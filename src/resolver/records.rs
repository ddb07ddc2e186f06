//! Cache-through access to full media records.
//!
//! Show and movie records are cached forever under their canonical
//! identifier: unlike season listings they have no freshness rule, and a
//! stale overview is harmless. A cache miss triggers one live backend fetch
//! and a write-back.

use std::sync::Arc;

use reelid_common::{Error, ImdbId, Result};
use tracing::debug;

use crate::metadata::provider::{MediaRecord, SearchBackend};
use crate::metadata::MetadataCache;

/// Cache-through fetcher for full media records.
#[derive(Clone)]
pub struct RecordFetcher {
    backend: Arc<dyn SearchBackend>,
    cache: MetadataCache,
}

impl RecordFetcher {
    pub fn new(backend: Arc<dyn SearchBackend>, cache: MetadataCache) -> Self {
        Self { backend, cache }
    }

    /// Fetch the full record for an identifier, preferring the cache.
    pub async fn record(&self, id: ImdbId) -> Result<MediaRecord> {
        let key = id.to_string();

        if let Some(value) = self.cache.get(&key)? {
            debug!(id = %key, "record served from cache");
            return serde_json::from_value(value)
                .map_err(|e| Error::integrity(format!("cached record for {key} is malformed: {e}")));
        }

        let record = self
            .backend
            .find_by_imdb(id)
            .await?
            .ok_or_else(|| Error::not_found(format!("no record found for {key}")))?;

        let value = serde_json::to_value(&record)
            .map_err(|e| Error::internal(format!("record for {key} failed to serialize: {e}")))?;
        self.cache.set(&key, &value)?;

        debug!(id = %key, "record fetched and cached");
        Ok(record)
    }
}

§ §

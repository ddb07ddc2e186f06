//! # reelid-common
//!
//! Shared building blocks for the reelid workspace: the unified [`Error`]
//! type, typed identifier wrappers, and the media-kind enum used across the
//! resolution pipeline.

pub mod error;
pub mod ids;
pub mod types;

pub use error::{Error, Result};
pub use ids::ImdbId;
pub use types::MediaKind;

§ §

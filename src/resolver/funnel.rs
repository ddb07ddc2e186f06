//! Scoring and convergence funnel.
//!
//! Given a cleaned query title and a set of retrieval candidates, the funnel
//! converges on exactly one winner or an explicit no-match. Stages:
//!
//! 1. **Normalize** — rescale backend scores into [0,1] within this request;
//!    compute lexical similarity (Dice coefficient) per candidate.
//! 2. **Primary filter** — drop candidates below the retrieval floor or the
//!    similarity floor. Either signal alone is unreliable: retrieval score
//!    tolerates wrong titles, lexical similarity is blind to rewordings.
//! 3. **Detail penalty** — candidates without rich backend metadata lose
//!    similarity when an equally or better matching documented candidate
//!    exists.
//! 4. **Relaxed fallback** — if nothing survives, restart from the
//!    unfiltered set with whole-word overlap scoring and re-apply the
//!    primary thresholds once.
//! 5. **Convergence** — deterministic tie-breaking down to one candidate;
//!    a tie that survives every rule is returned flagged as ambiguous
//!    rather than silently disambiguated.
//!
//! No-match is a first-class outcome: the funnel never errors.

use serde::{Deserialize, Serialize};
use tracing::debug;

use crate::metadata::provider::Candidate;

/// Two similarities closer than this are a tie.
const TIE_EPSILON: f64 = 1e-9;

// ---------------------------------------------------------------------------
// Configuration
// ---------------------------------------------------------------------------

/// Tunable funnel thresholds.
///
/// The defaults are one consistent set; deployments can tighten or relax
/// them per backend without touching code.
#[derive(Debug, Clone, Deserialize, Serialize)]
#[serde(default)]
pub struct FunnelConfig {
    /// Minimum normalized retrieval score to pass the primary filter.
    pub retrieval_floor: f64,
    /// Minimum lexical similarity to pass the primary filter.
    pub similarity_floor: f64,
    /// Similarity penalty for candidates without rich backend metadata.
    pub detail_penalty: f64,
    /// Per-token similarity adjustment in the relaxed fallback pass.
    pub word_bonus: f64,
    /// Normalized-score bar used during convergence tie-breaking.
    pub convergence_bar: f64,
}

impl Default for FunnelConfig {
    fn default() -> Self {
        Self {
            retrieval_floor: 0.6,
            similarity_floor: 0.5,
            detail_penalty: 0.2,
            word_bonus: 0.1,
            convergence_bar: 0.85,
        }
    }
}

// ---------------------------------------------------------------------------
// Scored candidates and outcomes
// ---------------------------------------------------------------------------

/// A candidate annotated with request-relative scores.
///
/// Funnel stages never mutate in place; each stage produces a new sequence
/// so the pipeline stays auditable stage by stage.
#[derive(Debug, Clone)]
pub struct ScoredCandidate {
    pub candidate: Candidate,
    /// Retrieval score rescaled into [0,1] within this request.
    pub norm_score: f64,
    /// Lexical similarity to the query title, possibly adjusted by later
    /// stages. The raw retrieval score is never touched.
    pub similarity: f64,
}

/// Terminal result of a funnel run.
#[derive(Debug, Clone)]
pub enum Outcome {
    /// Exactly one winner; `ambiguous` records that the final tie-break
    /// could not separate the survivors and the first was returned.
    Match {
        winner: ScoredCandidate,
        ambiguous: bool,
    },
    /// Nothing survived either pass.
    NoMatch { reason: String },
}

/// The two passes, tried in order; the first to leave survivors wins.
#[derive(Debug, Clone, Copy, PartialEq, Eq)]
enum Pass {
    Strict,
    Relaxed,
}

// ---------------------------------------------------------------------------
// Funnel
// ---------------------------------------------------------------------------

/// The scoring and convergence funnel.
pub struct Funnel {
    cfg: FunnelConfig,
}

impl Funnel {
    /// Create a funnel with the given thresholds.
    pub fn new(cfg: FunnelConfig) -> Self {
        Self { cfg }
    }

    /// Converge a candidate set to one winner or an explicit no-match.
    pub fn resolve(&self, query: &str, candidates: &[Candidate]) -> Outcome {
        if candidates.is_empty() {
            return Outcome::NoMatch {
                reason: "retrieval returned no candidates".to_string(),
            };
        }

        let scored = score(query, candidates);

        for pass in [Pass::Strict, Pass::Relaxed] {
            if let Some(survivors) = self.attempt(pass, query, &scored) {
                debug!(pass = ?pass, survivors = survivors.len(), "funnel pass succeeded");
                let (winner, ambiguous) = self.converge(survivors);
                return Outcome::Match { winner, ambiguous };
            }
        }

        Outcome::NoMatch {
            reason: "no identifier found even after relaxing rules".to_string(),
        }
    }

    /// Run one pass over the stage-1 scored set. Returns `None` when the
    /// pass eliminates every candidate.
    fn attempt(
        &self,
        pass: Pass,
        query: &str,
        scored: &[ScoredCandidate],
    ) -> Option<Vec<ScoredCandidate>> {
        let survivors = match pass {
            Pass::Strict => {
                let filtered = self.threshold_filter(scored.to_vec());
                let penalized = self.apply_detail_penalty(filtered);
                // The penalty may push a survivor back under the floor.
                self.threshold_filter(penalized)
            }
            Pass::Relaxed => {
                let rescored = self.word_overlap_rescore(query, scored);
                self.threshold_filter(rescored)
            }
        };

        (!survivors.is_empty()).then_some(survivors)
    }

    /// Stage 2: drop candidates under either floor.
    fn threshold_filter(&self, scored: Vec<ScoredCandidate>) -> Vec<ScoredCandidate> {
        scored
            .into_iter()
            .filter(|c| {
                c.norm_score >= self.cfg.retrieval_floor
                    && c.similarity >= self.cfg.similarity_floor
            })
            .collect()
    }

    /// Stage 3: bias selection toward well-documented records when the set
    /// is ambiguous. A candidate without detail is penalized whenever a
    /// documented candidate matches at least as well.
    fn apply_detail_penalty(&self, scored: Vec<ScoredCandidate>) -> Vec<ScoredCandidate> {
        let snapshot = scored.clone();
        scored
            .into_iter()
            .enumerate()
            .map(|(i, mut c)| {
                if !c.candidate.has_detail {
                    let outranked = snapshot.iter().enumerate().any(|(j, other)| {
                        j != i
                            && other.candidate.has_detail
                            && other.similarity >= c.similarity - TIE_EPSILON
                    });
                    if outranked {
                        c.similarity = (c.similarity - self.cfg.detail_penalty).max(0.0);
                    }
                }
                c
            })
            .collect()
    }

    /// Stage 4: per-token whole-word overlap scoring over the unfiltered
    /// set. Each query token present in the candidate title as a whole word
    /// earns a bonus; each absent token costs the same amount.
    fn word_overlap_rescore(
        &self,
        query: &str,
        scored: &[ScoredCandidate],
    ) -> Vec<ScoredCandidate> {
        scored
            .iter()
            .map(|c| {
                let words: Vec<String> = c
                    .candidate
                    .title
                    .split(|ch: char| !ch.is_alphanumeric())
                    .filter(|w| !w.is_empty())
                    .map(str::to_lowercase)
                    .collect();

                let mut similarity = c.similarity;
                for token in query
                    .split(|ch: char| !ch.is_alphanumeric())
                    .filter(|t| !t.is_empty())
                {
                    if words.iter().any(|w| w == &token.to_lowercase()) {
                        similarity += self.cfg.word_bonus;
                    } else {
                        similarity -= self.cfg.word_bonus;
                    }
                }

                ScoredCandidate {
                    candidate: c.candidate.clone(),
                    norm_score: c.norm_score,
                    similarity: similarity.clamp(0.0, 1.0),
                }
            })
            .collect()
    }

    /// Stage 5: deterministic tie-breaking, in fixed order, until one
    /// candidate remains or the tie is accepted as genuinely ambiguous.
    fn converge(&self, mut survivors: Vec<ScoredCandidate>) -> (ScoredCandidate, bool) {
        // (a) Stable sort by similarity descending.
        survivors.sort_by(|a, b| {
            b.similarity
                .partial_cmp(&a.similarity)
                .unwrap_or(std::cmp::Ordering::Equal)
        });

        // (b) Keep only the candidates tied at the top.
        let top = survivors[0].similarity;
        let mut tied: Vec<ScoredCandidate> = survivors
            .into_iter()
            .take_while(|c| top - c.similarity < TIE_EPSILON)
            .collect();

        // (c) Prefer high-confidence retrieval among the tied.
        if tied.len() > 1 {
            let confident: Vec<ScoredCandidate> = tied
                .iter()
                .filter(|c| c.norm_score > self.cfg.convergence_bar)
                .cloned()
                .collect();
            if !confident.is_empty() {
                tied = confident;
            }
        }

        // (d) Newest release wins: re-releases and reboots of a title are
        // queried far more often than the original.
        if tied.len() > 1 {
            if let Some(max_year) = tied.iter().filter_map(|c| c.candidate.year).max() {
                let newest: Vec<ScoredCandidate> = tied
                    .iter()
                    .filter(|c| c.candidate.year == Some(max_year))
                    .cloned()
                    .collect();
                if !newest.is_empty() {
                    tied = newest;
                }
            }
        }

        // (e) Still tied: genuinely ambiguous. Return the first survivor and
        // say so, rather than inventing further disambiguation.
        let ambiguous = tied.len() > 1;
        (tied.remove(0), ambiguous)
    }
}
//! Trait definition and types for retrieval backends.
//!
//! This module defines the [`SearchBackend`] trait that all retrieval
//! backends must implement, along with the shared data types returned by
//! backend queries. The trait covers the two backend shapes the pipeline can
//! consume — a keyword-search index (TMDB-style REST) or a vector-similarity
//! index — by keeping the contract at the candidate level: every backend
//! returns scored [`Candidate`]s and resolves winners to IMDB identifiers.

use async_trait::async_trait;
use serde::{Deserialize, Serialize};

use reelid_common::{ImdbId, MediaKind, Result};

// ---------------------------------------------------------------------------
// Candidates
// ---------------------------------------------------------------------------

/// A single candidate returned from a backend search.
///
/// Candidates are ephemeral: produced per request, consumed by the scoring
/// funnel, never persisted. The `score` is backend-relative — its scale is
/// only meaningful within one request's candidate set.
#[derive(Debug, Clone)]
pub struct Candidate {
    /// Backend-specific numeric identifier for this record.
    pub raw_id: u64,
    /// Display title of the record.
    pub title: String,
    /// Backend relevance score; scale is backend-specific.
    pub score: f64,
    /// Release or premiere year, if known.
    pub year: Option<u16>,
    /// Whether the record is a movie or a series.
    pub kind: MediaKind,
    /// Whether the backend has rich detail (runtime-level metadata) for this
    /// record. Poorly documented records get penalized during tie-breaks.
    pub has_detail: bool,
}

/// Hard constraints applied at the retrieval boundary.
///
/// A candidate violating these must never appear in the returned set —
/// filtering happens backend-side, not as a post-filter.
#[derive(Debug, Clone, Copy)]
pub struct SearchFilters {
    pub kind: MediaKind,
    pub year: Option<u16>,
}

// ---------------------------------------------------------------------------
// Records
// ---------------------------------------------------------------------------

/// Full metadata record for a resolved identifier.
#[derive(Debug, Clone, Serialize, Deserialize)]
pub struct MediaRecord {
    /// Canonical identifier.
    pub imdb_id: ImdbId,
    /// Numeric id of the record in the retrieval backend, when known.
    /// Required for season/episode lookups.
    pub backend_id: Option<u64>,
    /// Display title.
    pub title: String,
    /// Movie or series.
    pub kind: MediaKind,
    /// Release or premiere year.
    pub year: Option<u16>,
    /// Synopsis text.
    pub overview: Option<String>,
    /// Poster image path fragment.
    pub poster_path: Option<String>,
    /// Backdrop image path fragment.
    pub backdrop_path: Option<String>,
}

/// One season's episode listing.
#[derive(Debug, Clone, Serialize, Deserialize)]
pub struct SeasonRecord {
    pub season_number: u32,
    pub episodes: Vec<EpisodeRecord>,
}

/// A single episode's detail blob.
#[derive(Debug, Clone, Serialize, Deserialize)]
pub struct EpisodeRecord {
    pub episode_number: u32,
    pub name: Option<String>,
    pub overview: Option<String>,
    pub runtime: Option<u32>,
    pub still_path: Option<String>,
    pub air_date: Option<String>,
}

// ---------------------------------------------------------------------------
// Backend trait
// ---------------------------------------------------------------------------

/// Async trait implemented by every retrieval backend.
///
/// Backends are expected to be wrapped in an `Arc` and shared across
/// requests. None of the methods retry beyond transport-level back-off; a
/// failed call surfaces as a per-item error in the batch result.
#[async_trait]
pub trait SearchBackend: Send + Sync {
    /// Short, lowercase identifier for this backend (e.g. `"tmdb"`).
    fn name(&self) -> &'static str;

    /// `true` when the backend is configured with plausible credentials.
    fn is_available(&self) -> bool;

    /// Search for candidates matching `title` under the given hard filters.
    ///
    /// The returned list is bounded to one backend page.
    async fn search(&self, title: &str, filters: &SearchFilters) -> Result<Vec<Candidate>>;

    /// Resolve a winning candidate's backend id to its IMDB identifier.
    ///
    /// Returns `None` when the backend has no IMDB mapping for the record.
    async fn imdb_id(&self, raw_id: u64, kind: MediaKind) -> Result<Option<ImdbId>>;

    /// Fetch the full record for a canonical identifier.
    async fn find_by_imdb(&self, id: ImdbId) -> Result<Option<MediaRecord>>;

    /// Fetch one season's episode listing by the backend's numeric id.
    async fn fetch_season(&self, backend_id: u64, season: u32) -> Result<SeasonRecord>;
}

§ §

Using the data above, transcribe the lines that run from the line with "filename src/resolver/records.rs" to the line with "use crate::metadata::MetadataCache;", both ends kept, and output nothing else.

filename src/resolver/records.rs
repository ddb07ddc2e186f06
//! Cache-through access to full media records.
//!
//! Show and movie records are cached forever under their canonical
//! identifier: unlike season listings they have no freshness rule, and a
//! stale overview is harmless. A cache miss triggers one live backend fetch
//! and a write-back.

use std::sync::Arc;

use reelid_common::{Error, ImdbId, Result};
use tracing::debug;

use crate::metadata::provider::{MediaRecord, SearchBackend};
use crate::metadata::MetadataCache;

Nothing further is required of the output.